Peserta didik sebagai individu yang selalu memeriksa informasi baru yang
berlawanan dengan prinsip-prinsip yang telah ada dan merevisi prinsip-prinsip
tersebut apabila sudah dianggap tidak bisa digunakan lagi. Peserta didik
mengkontruksikan pengetahuannya sendiri melalui interaksi dengan lingkungannya.
Teori
Kontruktivisme menetapkan 4 asumsi tentang belajar, yaitu:
1.
Pengetahuan
secara fisik dikonstruksikan oleh peserta didik yang terkibat dalam belajar
aktif.
2.
Pengetahuan secara simbolik dikonstruksikan
oleh peserta didik yang membuat representasi atas kegiatannya sendiri.
3.
Pengetahuan
secara sosial dikonstruksikan oleh peserta didik yang menyampaikan maknanya
kepada orang lain.
4.
Pengetahuan
secara teoritik dikonstruksikan oleh peserta didik yang mencoba menjelaskan
obyek yang tidak benar-benar dipahaminya.
Thomas dan Rohwer menyajikan beberapa prinsip
belajar yang efektif, yaitu:
1.
Spesifikasi :
Sesuai dengan tujuan belajar dan karakteristik peserta didik.
2.
Pembuatan : Memungkinkan seseorang
mengerjakan kembali materi yang telah dipelajari, dan membuat sesuatu menjadi
baru.
3.
Pemantauan yang
efektif: Peserta didik mengetahui kapan dan bagaimana cara menerapkan
strategi belajarnya dan bagaimana cara menyatakannya bahwa strategi yang
digunakan itu bermanfaat.
4.
Kemujaraban
personal: Belajar akan berhasil apabila dilakukan dengan sungguh-sungguh.
Kemudian
Slavin menyarankan 3 strategi belajar efektif, yaitu:
1.
membuat catatan
2.
belajar
kelompok
3.
menggunakan
metode PQ4R (preview, question, read, reflect, recite, review)
Belajar Humanisme
A.
DEFINISI
Humanisme lebih melihat pada sisi
perkembangan kepribadian manusia.
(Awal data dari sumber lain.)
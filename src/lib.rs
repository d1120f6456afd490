//! # gitctx - semantic code search over a git repository's full history
//!
//! `gitctx` walks every commit reachable from a repository's refs, dedupes
//! identical blob content across that history, chunks and embeds each
//! unique blob once, and stores the result in a denormalized vector table
//! that can be searched from the command line.
//!
//! ## Architecture
//!
//! ```text
//! index:  CommitWalker -> chunker -> Embedder -> VectorStore
//! search: query -> query-embedding cache -> Embedder -> VectorStore::search -> Formatter
//! ```
//!
//! ## Modules
//!
//! - [`models`]: embedding model registry (dimensions, token budget, price)
//! - [`chunker`]: token-bounded, declaration-boundary-aware chunking
//! - [`embedding`]: async `Embedder` trait and an OpenAI-compatible HTTP implementation
//! - [`git`]: commit-graph walking with blob-level deduplication
//! - [`store`]: the `VectorStore` trait and its LanceDB-backed implementation
//! - [`indexer`]: the `index` orchestrator
//! - [`search`]: the `search` orchestrator
//! - [`config`]: layered YAML configuration
//! - [`formatters`]: `terse`/`verbose`/`mcp` search output formats
//! - [`tips`]: first-run marker-file mechanism
//! - [`error`]: error taxonomy and result aliases
//! - [`paths`]: `.gitctx` directory resolution

/// Layered configuration (env > repo file > user file > defaults).
pub mod config;

/// Token-bounded, declaration-boundary-aware chunking.
pub mod chunker;

/// Async embedding generation over OpenAI-compatible HTTP providers.
pub mod embedding;

/// Error types and utilities.
pub mod error;

/// Output formatters for search results.
pub mod formatters;

/// Git commit-graph walking with blob-level deduplication.
pub mod git;

/// The `index` orchestrator.
pub mod indexer;

/// Static embedding model registry.
pub mod models;

/// Path resolution for `.gitctx` directories.
pub mod paths;

/// The `search` orchestrator.
pub mod search;

/// Vector store trait and LanceDB-backed implementation.
pub mod store;

/// First-run tip marker-file mechanism.
pub mod tips;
Pendekatan ini melihat kejadian yaitu
bagaimana manusia membangun dirinya untuk melakukan hal-hal yang positif.
Kemampuan bertindak positif ini yang disebut sebagai potensi manusia dan para
pendidik yang beraliran humanisme biasanya memfokuskan pengajarannya pada
pembangunan kemampuan positif ini. Kemampuan positif disini erat kaitannya
dengan pengembangan emosi positif yang terdapat dalam domain afektif. Emosi
adalah karakterisitik yang sangat kuat yang nampak dari para pendidik beraliran
humanisme.
Dalam artikel “some
educational implications of the Humanisme Psychologist” Abraham Maslow
mencoba untuk mengkritisi teori Freud dan behavioristik. Menurut Abraham, yang
terpenting dalam melihat manusia adalah potensi yang dimilikinya. Humanisme
lebih melihat pada sisi perkembangan kepribadian manusia daripada berfokus pada
“ketidaknormalan” atau “sakit” seperti yang dilihat oleh teori psikoanalisa
Freud. Pendekatan ini melihat kejadian setelah “sakit” tersebut sembuh, yaitu
bagaimana manusia membangun dirinya untuk melakukan hal-hal yang positif.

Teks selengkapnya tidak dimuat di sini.